▶

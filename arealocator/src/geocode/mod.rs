//! Geocoding provider abstraction
//!
//! This module provides traits and implementations for resolving free-text
//! addresses into geographic coordinates via external geocoding backends.
//!
//! A backend is described by the [`GeocodingProvider`] trait: it prepares a
//! provider-specific request from the raw address, executes the remote
//! lookup, and parses the raw response into a [`GeocodeResult`]. The
//! [`ProviderChain`] tries an ordered list of provider instances until one
//! succeeds, so transient backend faults (quota exhaustion, bad
//! credentials) never change the caller contract.

mod chain;
mod encode;
mod google;
mod http;

use std::future::Future;

use serde::{Deserialize, Serialize};
use thiserror::Error;

pub use chain::ProviderChain;
pub use google::GoogleMapsProvider;
pub use http::{AsyncHttpClient, HttpError, ReqwestClient};

#[cfg(test)]
pub use http::tests::MockHttpClient;

/// Error code used when the backend supplies no code of its own.
pub const CODE_UNKNOWN: &str = "UNKNOWN";

/// Error code for a lookup that succeeded but returned zero candidates.
pub const CODE_NO_RESULTS: &str = "NO_RESULTS";

/// Result of a forward geocoding lookup.
///
/// Produced by a provider from the first candidate the backend returns;
/// immutable once constructed. `post_code` is `"N/A"` when the backend
/// supplies no postal-code component.
#[derive(Debug, Clone, PartialEq, Serialize, Deserialize)]
pub struct GeocodeResult {
    /// Full address as normalized by the backend.
    pub address: String,
    /// Latitude of the address.
    pub lat: f64,
    /// Longitude of the address.
    pub lng: f64,
    /// Postal code, or `"N/A"` if the backend did not return one.
    #[serde(rename = "postCode")]
    pub post_code: String,
}

/// Error raised by geocoding operations.
///
/// Every failure in the prepare/lookup/parse sequence is wrapped into this
/// one type, carrying the backend-supplied code (or [`CODE_UNKNOWN`]), the
/// underlying message, and the original user-entered address.
#[derive(Debug, Clone, PartialEq, Eq, Error)]
#[error("geocoding failed with code {code} for \"{address}\": {message}")]
pub struct GeocodeError {
    /// Backend-supplied error code, or `UNKNOWN` / `NO_RESULTS`.
    pub code: String,
    /// Underlying error message.
    pub message: String,
    /// The address that caused this error.
    pub address: String,
}

impl GeocodeError {
    /// Creates an error with an explicit code.
    pub fn new(
        code: impl Into<String>,
        message: impl Into<String>,
        address: impl Into<String>,
    ) -> Self {
        Self {
            code: code.into(),
            message: message.into(),
            address: address.into(),
        }
    }

    /// Creates an error with the [`CODE_UNKNOWN`] code.
    pub fn unknown(message: impl Into<String>, address: impl Into<String>) -> Self {
        Self::new(CODE_UNKNOWN, message, address)
    }

    /// Stamps the original user-entered address onto the error.
    fn for_address(mut self, address: &str) -> Self {
        self.address = address.to_string();
        self
    }
}

/// Capability contract for a geocoding backend.
///
/// Implementations supply the three backend-specific steps; the provided
/// [`get_coordinates_by_address`](Self::get_coordinates_by_address) entry
/// point sequences them and uniformly wraps any failure into a
/// [`GeocodeError`] carrying the original address.
///
/// Futures are required to be `Send` so providers compose with the
/// concurrent request handling in the server layer.
pub trait GeocodingProvider: Send + Sync {
    /// Provider-specific request representation.
    type Request: Send;

    /// Raw result returned by the backend before parsing.
    type Raw: Send;

    /// Human-readable provider name, used in failure logs.
    fn name(&self) -> &str;

    /// Normalizes the free-text address into a provider-specific request.
    fn prepare_address(&self, address: &str) -> Self::Request;

    /// Performs the remote lookup. The only suspension point of a
    /// geocoding call; transport failures, non-success statuses and
    /// backend-reported faults reject with a structured error.
    fn execute_lookup(
        &self,
        request: Self::Request,
    ) -> impl Future<Output = Result<Self::Raw, GeocodeError>> + Send;

    /// Extracts a [`GeocodeResult`] from the first candidate of the raw
    /// backend result. Rejects with code [`CODE_NO_RESULTS`] when the
    /// backend returned zero candidates.
    fn parse_result(&self, raw: Self::Raw, address: &str) -> Result<GeocodeResult, GeocodeError>;

    /// Resolves coordinates for a user-entered address.
    ///
    /// Sequences prepare → lookup → parse. Any failure from any step is
    /// surfaced as a [`GeocodeError`] stamped with the original address.
    fn get_coordinates_by_address(
        &self,
        address: &str,
    ) -> impl Future<Output = Result<GeocodeResult, GeocodeError>> + Send {
        async move {
            let request = self.prepare_address(address);
            let raw = self
                .execute_lookup(request)
                .await
                .map_err(|e| e.for_address(address))?;
            self.parse_result(raw, address)
                .map_err(|e| e.for_address(address))
        }
    }
}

◀

» To do: Copy every line of the material exactly, keeping all of it.

» Problem solution:
filename arealocator/src/geocode/mod.rs
//! Geocoding provider abstraction
//!
//! This module provides traits and implementations for resolving free-text
//! addresses into geographic coordinates via external geocoding backends.
//!
//! A backend is described by the [`GeocodingProvider`] trait: it prepares a
//! provider-specific request from the raw address, executes the remote
//! lookup, and parses the raw response into a [`GeocodeResult`]. The
//! [`ProviderChain`] tries an ordered list of provider instances until one
//! succeeds, so transient backend faults (quota exhaustion, bad
//! credentials) never change the caller contract.

mod chain;
mod encode;
mod google;
mod http;

use std::future::Future;

use serde::{Deserialize, Serialize};
use thiserror::Error;

pub use chain::ProviderChain;
pub use google::GoogleMapsProvider;
pub use http::{AsyncHttpClient, HttpError, ReqwestClient};

#[cfg(test)]
pub use http::tests::MockHttpClient;

/// Error code used when the backend supplies no code of its own.
pub const CODE_UNKNOWN: &str = "UNKNOWN";

/// Error code for a lookup that succeeded but returned zero candidates.
pub const CODE_NO_RESULTS: &str = "NO_RESULTS";

/// Result of a forward geocoding lookup.
///
/// Produced by a provider from the first candidate the backend returns;
/// immutable once constructed. `post_code` is `"N/A"` when the backend
/// supplies no postal-code component.
#[derive(Debug, Clone, PartialEq, Serialize, Deserialize)]
pub struct GeocodeResult {
    /// Full address as normalized by the backend.
    pub address: String,
    /// Latitude of the address.
    pub lat: f64,
    /// Longitude of the address.
    pub lng: f64,
    /// Postal code, or `"N/A"` if the backend did not return one.
    #[serde(rename = "postCode")]
    pub post_code: String,
}

/// Error raised by geocoding operations.
///
/// Every failure in the prepare/lookup/parse sequence is wrapped into this
/// one type, carrying the backend-supplied code (or [`CODE_UNKNOWN`]), the
/// underlying message, and the original user-entered address.
#[derive(Debug, Clone, PartialEq, Eq, Error)]
#[error("geocoding failed with code {code} for \"{address}\": {message}")]
pub struct GeocodeError {
    /// Backend-supplied error code, or `UNKNOWN` / `NO_RESULTS`.
    pub code: String,
    /// Underlying error message.
    pub message: String,
    /// The address that caused this error.
    pub address: String,
}

impl GeocodeError {
    /// Creates an error with an explicit code.
    pub fn new(
        code: impl Into<String>,
        message: impl Into<String>,
        address: impl Into<String>,
    ) -> Self {
        Self {
            code: code.into(),
            message: message.into(),
            address: address.into(),
        }
    }

    /// Creates an error with the [`CODE_UNKNOWN`] code.
    pub fn unknown(message: impl Into<String>, address: impl Into<String>) -> Self {
        Self::new(CODE_UNKNOWN, message, address)
    }

    /// Stamps the original user-entered address onto the error.
    fn for_address(mut self, address: &str) -> Self {
        self.address = address.to_string();
        self
    }
}

/// Capability contract for a geocoding backend.
///
/// Implementations supply the three backend-specific steps; the provided
/// [`get_coordinates_by_address`](Self::get_coordinates_by_address) entry
/// point sequences them and uniformly wraps any failure into a
/// [`GeocodeError`] carrying the original address.
///
/// Futures are required to be `Send` so providers compose with the
/// concurrent request handling in the server layer.
pub trait GeocodingProvider: Send + Sync {
    /// Provider-specific request representation.
    type Request: Send;

    /// Raw result returned by the backend before parsing.
    type Raw: Send;

    /// Human-readable provider name, used in failure logs.
    fn name(&self) -> &str;

    /// Normalizes the free-text address into a provider-specific request.
    fn prepare_address(&self, address: &str) -> Self::Request;

    /// Performs the remote lookup. The only suspension point of a
    /// geocoding call; transport failures, non-success statuses and
    /// backend-reported faults reject with a structured error.
    fn execute_lookup(
        &self,
        request: Self::Request,
    ) -> impl Future<Output = Result<Self::Raw, GeocodeError>> + Send;

    /// Extracts a [`GeocodeResult`] from the first candidate of the raw
    /// backend result. Rejects with code [`CODE_NO_RESULTS`] when the
    /// backend returned zero candidates.
    fn parse_result(&self, raw: Self::Raw, address: &str) -> Result<GeocodeResult, GeocodeError>;

    /// Resolves coordinates for a user-entered address.
    ///
    /// Sequences prepare → lookup → parse. Any failure from any step is
    /// surfaced as a [`GeocodeError`] stamped with the original address.
    fn get_coordinates_by_address(
        &self,
        address: &str,
    ) -> impl Future<Output = Result<GeocodeResult, GeocodeError>> + Send {
        async move {
            let request = self.prepare_address(address);
            let raw = self
                .execute_lookup(request)
                .await
                .map_err(|e| e.for_address(address))?;
            self.parse_result(raw, address)
                .map_err(|e| e.for_address(address))
        }
    }
}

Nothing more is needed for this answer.